First post, by kool kitty89
Does anyone know what might cause the -12V line on an AT form factor motherboard to short to ground?
This is a 486 chipset board without onboard I/O or sound (it's a Symphony chipset board with 386 and 486 sockets) and I don't think any of the onboard logic makes use of -12v signaling or reference voltages.
I had it working with a few different 486SX and DX chips, 486DLC, AM386DXL-40 (which it came with), and an Intel 386DX-25. (the latter running at 33 MHz using a 66 MHz oscillator I swapped in for the 80 MHz one it came with)
I'd had it idling on 3Dbench for a while with the 386 and left the room to check on something else and found it turned off.
I thought I'd just forgotten I'd shut it off before I left and swapped in a i386DX-33 IV and it wouldn't power on.
I realized the PSU was staying off with either position of the switch, so I unplugged everything, then tried the power supply again and its fan spun up fine, tried a 90mm fan and it powered that on fine too. Tried plugging it into the board again and it stayed off. (the internal breaker popped, and reset after unplugging the PSU from the board and AC power for several seconds)
I tried the PSU in another board and that worked fine, then tried just the P9 half of the AT connector (5V, -5V, gnd only) and the PSU powered up fine, then P8 and it stayed off again.
So I probed the P8 side of the connector on the board using a multimeter in resistance mode and the +12, key (+5V), and power good lines all showed high resistance values as expected but the -12V line read only 0.9 ohms, so it seems like there's a short there.
I don't see any obvious damage on the board and I didn't notice any foreign objects in the ISA slots (or any flecks of scraped gold contact plating) that might short the -12v line there and no burnt or blown capacitors or diodes around the ISA slots or elsewhere.

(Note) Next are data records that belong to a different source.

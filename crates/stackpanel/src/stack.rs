//! Linear stacking container.
//!
//! A [`StackPanel`] places its visible children one after another along its
//! axis and, unless the caller fixed a dimension, sizes itself to its
//! content: the sum of the children's extents along the axis and the largest
//! child across it.
//!
//! Two per-axis flags keep this stable across passes. The panel's
//! `manual_width`/`manual_height` record that the caller authored a
//! dimension, which auto-sizing then leaves alone. Each written value's
//! `ignore_adaptive_scaling` flag records that a change has already been
//! signalled, so rewriting an unchanged offset or size does not trigger
//! another pass.

use geom::{Axis, Measure, Size};
use scopeguard::guard;

use crate::{
    align::{HorizontalAlignment, VerticalAlignment},
    context::NodeContext,
    dimension::LengthInput,
    error::Result,
    name::NodeName,
    widget::Widget,
};

/// Container that stacks its children vertically or horizontally.
#[derive(Debug)]
pub struct StackPanel {
    /// Optional identification name.
    name: Option<NodeName>,
    /// Stacking axis flag.
    is_vertical: bool,
    /// Width was set by the caller.
    manual_width: bool,
    /// Height was set by the caller.
    manual_height: bool,
    /// Set while the panel writes back its own computed size.
    tracking_suspended: bool,
}

impl Default for StackPanel {
    fn default() -> Self {
        Self {
            name: None,
            is_vertical: true,
            manual_width: false,
            manual_height: false,
            tracking_suspended: false,
        }
    }
}

impl StackPanel {
    /// A vertical stack.
    pub fn new() -> Self {
        Self::default()
    }

    /// A named vertical stack.
    pub fn named(name: &str) -> Self {
        Self {
            name: Some(NodeName::convert(name)),
            ..Self::default()
        }
    }

    /// Builder: horizontal stacking.
    pub fn horizontal(mut self) -> Self {
        self.is_vertical = false;
        self
    }

    /// True if children stack top to bottom.
    pub fn is_vertical(&self) -> bool {
        self.is_vertical
    }

    /// The stacking axis.
    pub fn axis(&self) -> Axis {
        Axis::from_vertical(self.is_vertical)
    }

    /// Switch the stacking axis. Children are realigned on the next pre-measure.
    pub fn set_is_vertical(&mut self, ctx: &mut NodeContext<'_>, vertical: bool) -> Result<()> {
        if self.is_vertical == vertical {
            return Ok(());
        }
        self.is_vertical = vertical;
        ctx.mark_as_dirty()
    }

    /// True once the caller has set the width.
    pub fn manual_width(&self) -> bool {
        self.manual_width
    }

    /// True once the caller has set the height.
    pub fn manual_height(&self) -> bool {
        self.manual_height
    }

    /// True only while the panel writes back its computed size.
    pub fn is_tracking_suspended(&self) -> bool {
        self.tracking_suspended
    }

    /// Manual flag for the dimension along `axis`.
    fn manual_mut(&mut self, axis: Axis) -> &mut bool {
        match axis {
            Axis::Horizontal => &mut self.manual_width,
            Axis::Vertical => &mut self.manual_height,
        }
    }

    /// Place visible children along the axis and return the content size.
    fn stack_children(&self, ctx: &mut NodeContext<'_>) -> Result<Size> {
        let axis = self.axis();
        let mut main = 0.0f32;
        let mut cross = 0.0f32;
        for child in ctx.children()? {
            let tree = ctx.tree_mut();
            let node = tree.get(child)?;
            if !node.visible() || node.not_renderable() {
                continue;
            }
            let extent = node.current_measure().size();

            tree.set_offset(child, axis, main)?;
            if !tree.get(child)?.offset(axis).ignore_adaptive_scaling() {
                tree.mark_as_dirty(child)?;
            }
            tree.get_mut(child)?
                .offset_mut(axis)
                .set_ignore_adaptive_scaling(true);
            tracing::trace!("{} offset {}px", tree.get(child)?.name(), main);

            main += extent.main(axis);
            if extent.cross(axis) > cross {
                cross = extent.cross(axis);
            }
        }
        Ok(Size::from_main_cross(axis, main, cross))
    }

    /// Write the content size into every non-manual dimension. Returns true
    /// if either dimension changed.
    fn write_back_size(&mut self, ctx: &mut NodeContext<'_>, content: Size) -> Result<bool> {
        let mut panel = guard(self, |panel| panel.tracking_suspended = false);
        panel.tracking_suspended = true;

        let host = *ctx.host();
        let previous_width = ctx.node()?.width().to_display(&host);
        let previous_height = ctx.node()?.height().to_display(&host);

        if !panel.manual_height {
            panel.set_size(ctx, Axis::Vertical, LengthInput::Pixels(content.height))?;
        }
        if !panel.manual_width {
            panel.set_size(ctx, Axis::Horizontal, LengthInput::Pixels(content.width))?;
        }

        let node = ctx.node_mut()?;
        let width_changed = previous_width != node.width().to_display(&host)
            || !node.width().ignore_adaptive_scaling();
        let height_changed = previous_height != node.height().to_display(&host)
            || !node.height().ignore_adaptive_scaling();
        if height_changed {
            node.height.set_ignore_adaptive_scaling(true);
        }
        if width_changed {
            node.width.set_ignore_adaptive_scaling(true);
        }
        Ok(width_changed || height_changed)
    }
}

impl Widget for StackPanel {
    fn is_container(&self) -> bool {
        true
    }

    fn pre_measure(&mut self, ctx: &mut NodeContext<'_>, parent: Measure) -> Result<()> {
        for child in ctx.children()? {
            if self.is_vertical {
                ctx.tree_mut()
                    .set_vertical_alignment(child, VerticalAlignment::Top)?;
            } else {
                ctx.tree_mut()
                    .set_horizontal_alignment(child, HorizontalAlignment::Left)?;
            }
        }
        ctx.base_pre_measure(parent)
    }

    fn additional_processing(&mut self, ctx: &mut NodeContext<'_>, parent: Measure) -> Result<()> {
        ctx.base_additional_processing(parent)?;
        let node = ctx.node_mut()?;
        node.measure_for_children.copy_from(&parent);
        node.measure_for_children.left = node.current_measure.left;
        node.measure_for_children.top = node.current_measure.top;
        Ok(())
    }

    fn post_measure(&mut self, ctx: &mut NodeContext<'_>) -> Result<()> {
        let content = self.stack_children(ctx)?;
        if self.write_back_size(ctx, content)? {
            tracing::debug!(
                "{} resized to {}x{}, rebuilding",
                ctx.node()?.name(),
                content.width,
                content.height
            );
            ctx.request_rebuild()?;
        }
        ctx.base_post_measure()
    }

    fn set_size(
        &mut self,
        ctx: &mut NodeContext<'_>,
        axis: Axis,
        value: LengthInput,
    ) -> Result<()> {
        if !self.tracking_suspended {
            *self.manual_mut(axis) = true;
        }
        ctx.assign_size(axis, value)
    }

    fn name(&self) -> NodeName {
        self.name
            .clone()
            .unwrap_or_else(|| NodeName::convert("StackPanel"))
    }
}

#[cfg(test)]
mod tests {
    use super::*;
    use crate::{
        error::Error,
        host::{AdaptiveScaling, Host},
        id::{NodeId, TypedId},
        tree::Tree,
        widget::Control,
    };

    /// A widget with no overrides.
    struct Plain;

    impl Widget for Plain {}

    fn setup(sizes: &[(f32, f32)]) -> Result<(Tree, TypedId<StackPanel>, Vec<NodeId>)> {
        let mut tree = Tree::new(Host::new(Size::new(800.0, 600.0)));
        let stack = tree.add_child(tree.root_id(), StackPanel::named("menu"))?;
        let mut children = Vec::new();
        for (w, h) in sizes {
            let c = tree.add_child(stack, Control::new())?;
            tree.set_width(c, *w)?;
            tree.set_height(c, *h)?;
            children.push(c.id());
        }
        Ok((tree, stack, children))
    }

    #[test]
    fn guard_released_after_write_back() -> Result<()> {
        let (mut tree, stack, _) = setup(&[(5.0, 10.0)])?;
        tree.post_measure(stack)?;
        assert!(!tree.widget::<StackPanel>(stack)?.is_tracking_suspended());
        assert!(!tree.widget::<StackPanel>(stack)?.manual_width());
        assert!(!tree.widget::<StackPanel>(stack)?.manual_height());
        Ok(())
    }

    #[test]
    fn guard_released_on_error_path() -> Result<()> {
        let mut tree = Tree::new(Host::default());
        let mut panel = StackPanel::new();
        let mut ctx = NodeContext::new(&mut tree, NodeId::default());
        let err = panel.write_back_size(&mut ctx, Size::new(1.0, 1.0));
        assert!(matches!(err, Err(Error::NodeNotFound(_))));
        assert!(!panel.is_tracking_suspended());
        Ok(())
    }

    #[test]
    fn first_post_measure_rebuilds_second_does_not() -> Result<()> {
        let (mut tree, stack, _) = setup(&[(5.0, 10.0), (15.0, 20.0)])?;
        assert!(tree.post_measure(stack)?);
        assert!(!tree.post_measure(stack)?);
        Ok(())
    }

    #[test]
    fn offsets_marked_once() -> Result<()> {
        let (mut tree, stack, children) = setup(&[(5.0, 10.0)])?;
        tree.update_layout()?;
        assert!(!tree.get(children[0])?.is_dirty());
        assert!(tree.get(children[0])?.top().ignore_adaptive_scaling());
        tree.post_measure(stack)?;
        assert!(!tree.get(children[0])?.is_dirty());
        Ok(())
    }

    #[test]
    fn axis_switch_marks_dirty() -> Result<()> {
        let (mut tree, stack, _) = setup(&[(5.0, 10.0)])?;
        tree.update_layout()?;
        assert!(!tree.needs_layout());
        tree.with_typed(stack, |panel, ctx| panel.set_is_vertical(ctx, true))?;
        assert!(!tree.needs_layout());
        tree.with_typed(stack, |panel, ctx| panel.set_is_vertical(ctx, false))?;
        assert!(tree.get(stack.id())?.is_dirty());
        assert!(tree.needs_layout());
        Ok(())
    }

    #[test]
    fn write_back_is_exact_under_scaling() -> Result<()> {
        let (mut tree, stack, children) = setup(&[(5.0, 10.0), (15.0, 20.0)])?;
        tree.set_scaling(AdaptiveScaling {
            ideal_width: Some(400.0),
            ..AdaptiveScaling::default()
        });
        tree.update_layout()?;
        // Authored child sizes scale; the stack's written offsets and size do not.
        assert_eq!(tree.height(children[0])?, "20px");
        assert_eq!(tree.top(children[1])?, "20px");
        assert_eq!(tree.height(stack)?, "60px");
        assert_eq!(tree.width(stack)?, "30px");
        Ok(())
    }

    #[test]
    fn non_stack_widgets_keep_base_setter() -> Result<()> {
        let mut tree = Tree::new(Host::default());
        let b = tree.add_child(tree.root_id(), Plain)?;
        tree.set_height(b, "3px")?;
        assert_eq!(tree.height(b)?, "3px");
        assert!(matches!(
            tree.widget::<StackPanel>(b),
            Err(Error::WidgetType(_))
        ));
        Ok(())
    }
}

I'm currently thinking it may be a capacitor that failed shorted and the PSU halted things before it could actually pop or burn. If it was one of the tantalum caps it obviously would've failed more dramatically if allowed to and had it been on the +5V line the PSU might have passed enough current to allow that (it's done that on an 8088 board before) but the -12V line has a low current threshold that may be preventing that.
All the tanalum caps are black, rectangular surface mounted things so also might not show partial burning (but there was no odor and no change to the white polarity markings on them) and I didn't see any discoloration to the ceramic caps around, even the tiny surface mounted ones. (though some of the tiny SMDs I was looking at were probably resistors)
To be clear: the board was unpopulated when I did the power on testing, so no cards in the ISA slots could be the source of the short. I don't think the video card makes use of it anyway, but the Vibra 16S I have does have the -12V pin connected and the multi-IO card I had hooked to a CF adapter does have it for the RS-232 ports (which were unused during these tests).